I must be missing something obvious, because although I can produce the final unique-d data.table when I print it (eg., print (listelement[[1]]), when I return (listelement[[1]]) I get NULL. Would help if someone can spot what I am missing ... or suggest if there is perhaps any other more efficient way to perform this.
Also, instead of having to add each data.table to a list, can I add them as "references" in the list ? I believe doing something like list(datatable1, datatable2 ...) would actually copy them ?
## CODE
returnUnique2 <- function (alist) {
if (length(alist) == 1) {
z <- (alist[[1]])
print (class(z))
print (z) ### This is the issue, if I change to return (z), I get NULL (?)
}
if (length(alist) %% 2 == 0) {
alist[[length(alist) - 1]] <- unique(rbind(unique(alist[[length(alist)]]), unique(alist[[length(alist) - 1]])))
alist[[length(alist)]] <- NULL
returnUnique2(alist)
}
if (length(alist) %% 2 == 1 && length(alist) > 2) {
alist[[length(alist) - 1]] <- unique(rbind(unique(alist[[length(alist)]]), unique(alist[[length(alist) - 1]])))
alist[[length(alist)]] <- NULL
returnUnique2(alist)
}
}
## OUTPUT with print statement
t1 <- data.table(col1=rep("a",10), col2=round(runif(10,1,10)))
t2 <- data.table(col1=rep("a",10), col2=round(runif(10,1,10)))
t3 <- data.table(col1=rep("a",10), col2=round(runif(10,1,10)))
tempList <- list(t1, t2, t3)
returnUnique2(tempList)
[1] "list"
[[1]]
col1 col2
1: a 3
2: a 2
3: a 5
4: a 9
5: a 10
6: a 7
7: a 1
8: a 8
9: a 4
10: a 6
Changing the following,
print (z) ### This is the issue, if I change to return (z), I get NULL (?)
to read
return(z)
returns NULL
Thanks in advance.
Please correct me if I misunderstand what you're doing, but it sounds like you have one big data.table and are trying to split it up to run some function on it and would then combine everything back and run a unique on that.
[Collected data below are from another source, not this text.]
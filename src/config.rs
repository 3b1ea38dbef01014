//! Configuration management for Chronos Weaver
//!
//! This module handles loading, parsing, validating, and managing
//! configuration from files, environment variables, and CLI overrides.

use crate::error::{ChronosError, Result};
use crate::oracle::ImageResolution;
use serde::{Deserialize, Serialize};
use std::path::{Path, PathBuf};

/// Main configuration structure for Chronos Weaver
#[derive(Debug, Clone, Default, Serialize, Deserialize)]
pub struct Config {
    /// Oracle (generative service) settings
    #[serde(default)]
    pub oracle: OracleConfig,
    /// Game presentation settings
    #[serde(default)]
    pub game: GameConfig,
    /// Companion chat settings
    #[serde(default)]
    pub chat: ChatConfig,
}

/// Generative oracle configuration
#[derive(Debug, Clone, Serialize, Deserialize)]
pub struct OracleConfig {
    /// Base URL of the Generative Language API
    ///
    /// Overridable so tests can point the oracle at a mock server.
    #[serde(default = "default_api_base")]
    pub api_base: String,

    /// Model used for opening and continuing the story
    #[serde(default = "default_story_model")]
    pub story_model: String,

    /// Model used for the companion chat
    #[serde(default = "default_chat_model")]
    pub chat_model: String,

    /// Model used for scene images
    #[serde(default = "default_image_model")]
    pub image_model: String,

    /// Aspect ratio requested for scene images
    #[serde(default = "default_aspect_ratio")]
    pub aspect_ratio: String,

    /// Per-request timeout (seconds)
    #[serde(default = "default_timeout")]
    pub timeout_seconds: u64,
}

fn default_api_base() -> String {
    "https://generativelanguage.googleapis.com".to_string()
}

fn default_story_model() -> String {
    "gemini-3-pro-preview".to_string()
}

fn default_chat_model() -> String {
    "gemini-3-pro-preview".to_string()
}

fn default_image_model() -> String {
    "gemini-3-pro-image-preview".to_string()
}

fn default_aspect_ratio() -> String {
    "16:9".to_string()
}

fn default_timeout() -> u64 {
    120
}

impl Default for OracleConfig {
    fn default() -> Self {
        Self {
            api_base: default_api_base(),
            story_model: default_story_model(),
            chat_model: default_chat_model(),
            image_model: default_image_model(),
            aspect_ratio: default_aspect_ratio(),
            timeout_seconds: default_timeout(),
        }
    }
}

/// Game presentation configuration
#[derive(Debug, Clone, Serialize, Deserialize)]
pub struct GameConfig {
    /// Resolution used for scene images until changed in-game
    #[serde(default)]
    pub default_resolution: ImageResolution,

    /// Directory where generated scene images are written
    ///
    /// When unset, a `scenes` directory under the platform data dir is used.
    #[serde(default)]
    pub image_dir: Option<PathBuf>,

    /// Whether generated scene images are written to disk at all
    #[serde(default = "default_save_images")]
    pub save_images: bool,
}

fn default_save_images() -> bool {
    true
}

impl Default for GameConfig {
    fn default() -> Self {
        Self {
            default_resolution: ImageResolution::default(),
            image_dir: None,
            save_images: default_save_images(),
        }
    }
}

impl GameConfig {
    /// Resolve the directory used for saved scene images
    pub fn resolved_image_dir(&self) -> PathBuf {
        if let Some(dir) = &self.image_dir {
            return dir.clone();
        }
        directories::ProjectDirs::from("", "", "chronos-weaver")
            .map(|dirs| dirs.data_dir().join("scenes"))
            .unwrap_or_else(|| PathBuf::from("scenes"))
    }
}

/// Companion chat configuration
#[derive(Debug, Clone, Serialize, Deserialize)]
pub struct ChatConfig {
    /// Reply shown when the companion answers with empty text
    #[serde(default = "default_silent_reply")]
    pub silent_reply: String,

    /// Reply shown when the chat call fails
    #[serde(default = "default_error_reply")]
    pub error_reply: String,

    /// Maximum length of a single user chat message (characters)
    #[serde(default = "default_max_message_chars")]
    pub max_message_chars: usize,
}

fn default_silent_reply() -> String {
    "I seem to have lost my train of thought...".to_string()
}

fn default_error_reply() -> String {
    "An error occurred in the magical ether.".to_string()
}

fn default_max_message_chars() -> usize {
    2000
}

impl Default for ChatConfig {
    fn default() -> Self {
        Self {
            silent_reply: default_silent_reply(),
            error_reply: default_error_reply(),
            max_message_chars: default_max_message_chars(),
        }
    }
}

impl Config {
    /// Load configuration from file with environment and CLI overrides
    ///
    /// # Arguments
    ///
    /// * `path` - Path to configuration file
    /// * `cli` - CLI arguments for overrides
    ///
    /// # Errors
    ///
    /// Returns error if the file exists but cannot be read or parsed
    pub fn load(path: &str, cli: &crate::cli::Cli) -> Result<Self> {
        let mut config = if Path::new(path).exists() {
            Self::from_file(path)?
        } else {
            tracing::warn!("Config file not found at {}, using defaults", path);
            Self::default()
        };

        config.apply_env_vars();
        config.apply_cli_overrides(cli);

        Ok(config)
    }

    fn from_file(path: &str) -> Result<Self> {
        let contents = std::fs::read_to_string(path)
            .map_err(|e| ChronosError::Config(format!("Failed to read config file: {}", e)))?;
        serde_yaml::from_str(&contents)
            .map_err(|e| ChronosError::Config(format!("Failed to parse config: {}", e)).into())
    }

    fn apply_env_vars(&mut self) {
        if let Ok(api_base) = std::env::var("CHRONOS_API_BASE") {
            self.oracle.api_base = api_base;
        }

        if let Ok(model) = std::env::var("CHRONOS_STORY_MODEL") {
            self.oracle.story_model = model;
        }

        if let Ok(model) = std::env::var("CHRONOS_CHAT_MODEL") {
            self.oracle.chat_model = model;
        }

        if let Ok(model) = std::env::var("CHRONOS_IMAGE_MODEL") {
            self.oracle.image_model = model;
        }

        if let Ok(timeout) = std::env::var("CHRONOS_TIMEOUT_SECONDS") {
            if let Ok(value) = timeout.parse() {
                self.oracle.timeout_seconds = value;
            } else {
                tracing::warn!("Invalid CHRONOS_TIMEOUT_SECONDS: {}", timeout);
            }
        }

        if let Ok(resolution) = std::env::var("CHRONOS_RESOLUTION") {
            match resolution.parse() {
                Ok(value) => self.game.default_resolution = value,
                Err(e) => tracing::warn!("Invalid CHRONOS_RESOLUTION: {}", e),
            }
        }

        if let Ok(dir) = std::env::var("CHRONOS_IMAGE_DIR") {
            self.game.image_dir = Some(PathBuf::from(dir));
        }
    }

    fn apply_cli_overrides(&mut self, cli: &crate::cli::Cli) {
        if cli.verbose {
            tracing::debug!("Verbose mode enabled");
        }

        if let crate::cli::Commands::Play {
            resolution: Some(resolution),
            ..
        } = &cli.command
        {
            self.game.default_resolution = *resolution;
        }
    }

    /// Validate the configuration
    ///
    /// # Errors
    ///
    /// Returns error if any validation check fails
    pub fn validate(&self) -> Result<()> {
        if url::Url::parse(&self.oracle.api_base).is_err() {
            return Err(ChronosError::Config(format!(
                "oracle.api_base is not a valid URL: {}",
                self.oracle.api_base
            ))
            .into());
        }

        for (field, value) in [
            ("oracle.story_model", &self.oracle.story_model),
            ("oracle.chat_model", &self.oracle.chat_model),
            ("oracle.image_model", &self.oracle.image_model),
            ("oracle.aspect_ratio", &self.oracle.aspect_ratio),
        ] {
            if value.trim().is_empty() {
                return Err(ChronosError::Config(format!("{} cannot be empty", field)).into());
            }
        }

        if self.oracle.timeout_seconds == 0 || self.oracle.timeout_seconds > 600 {
            return Err(ChronosError::Config(
                "oracle.timeout_seconds must be between 1 and 600".to_string(),
            )
            .into());
        }

        if self.chat.silent_reply.trim().is_empty() || self.chat.error_reply.trim().is_empty() {
            return Err(ChronosError::Config(
                "chat.silent_reply and chat.error_reply cannot be empty".to_string(),
            )
            .into());
        }

        if self.chat.max_message_chars == 0 {
            return Err(ChronosError::Config(
                "chat.max_message_chars must be greater than 0".to_string(),
            )
            .into());
        }

        Ok(())
    }
}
The data.table way of doing that would be to use by, e.g.
fn = function(d) {
# do whatever to the subset and return the resulting data.table
# in this case, do nothing
d
}
N = 10 # number of pieces you like
dt[, fn(.SD), by = (seq_len(nrow(dt)) - 1) %/% (nrow(dt)/N)][, seq_len := NULL]
dt = dt[!duplicated(dt)]
Seems like this could be a good use case for a for loop. With many rows the overhead of using a for loop should be relatively small compared to the computation time. I would try combining my data.table's into a list (called ll in my example), then for each one remove duplicated rows, then rbind to the previous data.table with unique rows and then subset by unique rows again.
If you have many duplicated rows in each chunk then this might save some time, overall I'm not sure how effective it will be, but worth a shot?
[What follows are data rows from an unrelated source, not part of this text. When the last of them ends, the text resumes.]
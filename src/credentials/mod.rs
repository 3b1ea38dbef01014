//! Credential handling for the oracle
//!
//! - `provider`: where the API key comes from (environment, OS keyring,
//!   interactive prompt)
//! - `gate`: the access precondition every oracle call must pass

pub mod gate;
pub mod provider;

pub use gate::{CredentialGate, GateState};
pub use provider::{CredentialProvider, KeyPrompter, KeyringCredentialProvider};
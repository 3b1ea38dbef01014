//! System prompt for the companion persona

/// Builds the companion system instruction around the current story context
///
/// # Examples
///
/// ```
/// use chronos_weaver::prompts::build_companion_prompt;
///
/// let prompt = build_companion_prompt("Story: A crypt. Quest: Escape. Inventory: ");
/// assert!(prompt.contains("The Chronicler"));
/// assert!(prompt.contains("Quest: Escape"));
/// ```
pub fn build_companion_prompt(context_summary: &str) -> String {
    format!(
        "You are \"The Chronicler\", an AI companion for the user's adventure. \
         You know everything about the current story state: {}. \
         Answer questions, provide hints, or just chat in character. \
         Stay helpful and immersive.",
        context_summary
    )
}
# Create empty data.table for results (I have columns x and y in this case)
res <- data.table( x= numeric(0),y=numeric(0))
# loop over all data.tables in a list called 'll'
for( i in 1:length(ll) ){
# rbind the unique rows from the current list element to the results from all previous iterations
res <- rbind( res , ll[[i]][ ! duplicated(ll[[i]]) , ] )
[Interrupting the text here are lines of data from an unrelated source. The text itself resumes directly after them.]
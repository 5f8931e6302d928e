use std::mem;

use log::{debug, trace};

use crate::error::ParseError;
use crate::model::{Phase, PhaseEntry, Recipe, Step, WaitPhase};

mod ingredient;
mod metadata;

pub use self::ingredient::parse_ingredient;
pub use self::metadata::{apply_metadata, MetaOutcome};

/// Accumulator state for one document parse. Owned exclusively by
/// [`parse_lines`]; nothing outlives the call.
struct Assembler {
    recipes: Vec<Recipe>,
    current_recipe: Recipe,
    current_phase: Option<Phase>,
}

/// Parses an ordered sequence of raw lines into the recipes they describe.
///
/// Lines are consumed strictly in order, one pass, no lookahead. The first
/// failing line aborts the parse; the error carries the raw line text and
/// its 1-based number, with the underlying cause attached as `source`.
pub fn parse_lines<I>(lines: I) -> Result<Vec<Recipe>, ParseError>
where
    I: IntoIterator,
    I::Item: AsRef<str>,
{
    let mut assembler = Assembler {
        recipes: Vec::new(),
        current_recipe: Recipe::default(),
        current_phase: None,
    };

    for (index, line) in lines.into_iter().enumerate() {
        let raw = line.as_ref();
        assembler
            .route(raw)
            .map_err(|cause| cause.at_line(raw, index + 1))?;
    }

    assembler.finish();
    Ok(assembler.recipes)
}

impl Assembler {
    /// Classifies one line by its leading sigil and updates the accumulator.
    fn route(&mut self, raw: &str) -> Result<(), ParseError> {
        let line = raw.trim();

        if line.is_empty() {
            return Ok(());
        }
        if line == "!" {
            self.start_new_recipe();
            return Ok(());
        }
        if let Some(rest) = line.strip_prefix('\'') {
            trace!("skipping comment: {}", rest.trim());
            return Ok(());
        }
        if let Some(rest) = line.strip_prefix('#') {
            let ingredient = parse_ingredient(rest)?;
            let phase = self.current_phase.get_or_insert_with(|| Phase {
                ingredients: Some(Vec::new()),
                steps: Vec::new(),
            });
            phase.ingredients.get_or_insert_with(Vec::new).push(ingredient);
            return Ok(());
        }
        if let Some(rest) = line.strip_prefix('*') {
            let phase = self.current_phase.get_or_insert_with(|| Phase {
                ingredients: None,
                steps: Vec::new(),
            });
            phase.steps.push(Step::new(rest.trim()));
            return Ok(());
        }
        if let Some(rest) = line.strip_prefix('+') {
            // A wait phase always terminates the running phase; the two are
            // never merged.
            self.close_phase();
            self.current_recipe.phases.push(PhaseEntry::Wait(WaitPhase {
                description: rest.trim().to_string(),
            }));
            return Ok(());
        }

        match apply_metadata(line, &mut self.current_recipe)? {
            MetaOutcome::Applied => {}
            MetaOutcome::NotMetadata => self.current_recipe.push_description(line),
        }
        Ok(())
    }

    /// Handles the bare `!` boundary: the current recipe is finalized even
    /// when it accumulated nothing, and an open phase is discarded rather
    /// than attached to either recipe.
    fn start_new_recipe(&mut self) {
        self.current_phase = None;
        debug!("recipe boundary, finalizing {:?}", self.current_recipe.title);
        self.recipes.push(mem::take(&mut self.current_recipe));
    }

    fn close_phase(&mut self) {
        if let Some(phase) = self.current_phase.take() {
            self.current_recipe.phases.push(PhaseEntry::Phase(phase));
        }
    }

    /// End of input: the open phase closes into the current recipe, which is
    /// finalized unconditionally.
    fn finish(&mut self) {
        self.close_phase();
        debug!("end of input, finalizing {:?}", self.current_recipe.title);
        self.recipes.push(mem::take(&mut self.current_recipe));
    }
}

#[cfg(test)]
mod tests {
    use super::*;
    use crate::model::Ingredient;

    #[test]
    fn ingredient_after_step_joins_the_open_phase() {
        let recipes = parse_lines(["* soften", "# 25g butter"]).unwrap();
        assert_eq!(recipes.len(), 1);
        assert_eq!(
            recipes[0].phases,
            vec![PhaseEntry::Phase(Phase {
                ingredients: Some(vec![Ingredient::new(
                    "butter",
                    Some("25".into()),
                    Some("g".into())
                )]),
                steps: vec![Step::new("soften")],
            })]
        );
    }

    #[test]
    fn comments_and_blank_lines_produce_nothing() {
        let recipes = parse_lines(["", "   ", "' a comment"]).unwrap();
        assert_eq!(recipes, vec![Recipe::default()]);
    }

    #[test]
    fn boundary_discards_the_open_phase() {
        let recipes = parse_lines(["# something", "!", "* stir"]).unwrap();
        assert_eq!(recipes.len(), 2);
        assert!(recipes[0].phases.is_empty());
        assert_eq!(
            recipes[1].phases,
            vec![PhaseEntry::Phase(Phase {
                ingredients: None,
                steps: vec![Step::new("stir")],
            })]
        );
    }
}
# Keep only unique records at each iteration
res <- res[ ! duplicated(res) , ]
}
On another note, have you looked at the documentation for data.table? It explicitly states,
Because data.tables are usually sorted by key, tests for duplication
are especially quick.
So you might just be better off running on the entire data.table?
DT[ ! duplicated(DT) , ]
Add an id column to each data.table
t1$id=1
t2$id=2
t3$id=3
then combine them all at once and do a unique using by=.
If the data.tables are huge you could use setkey(...) to create an index on id before calling unique.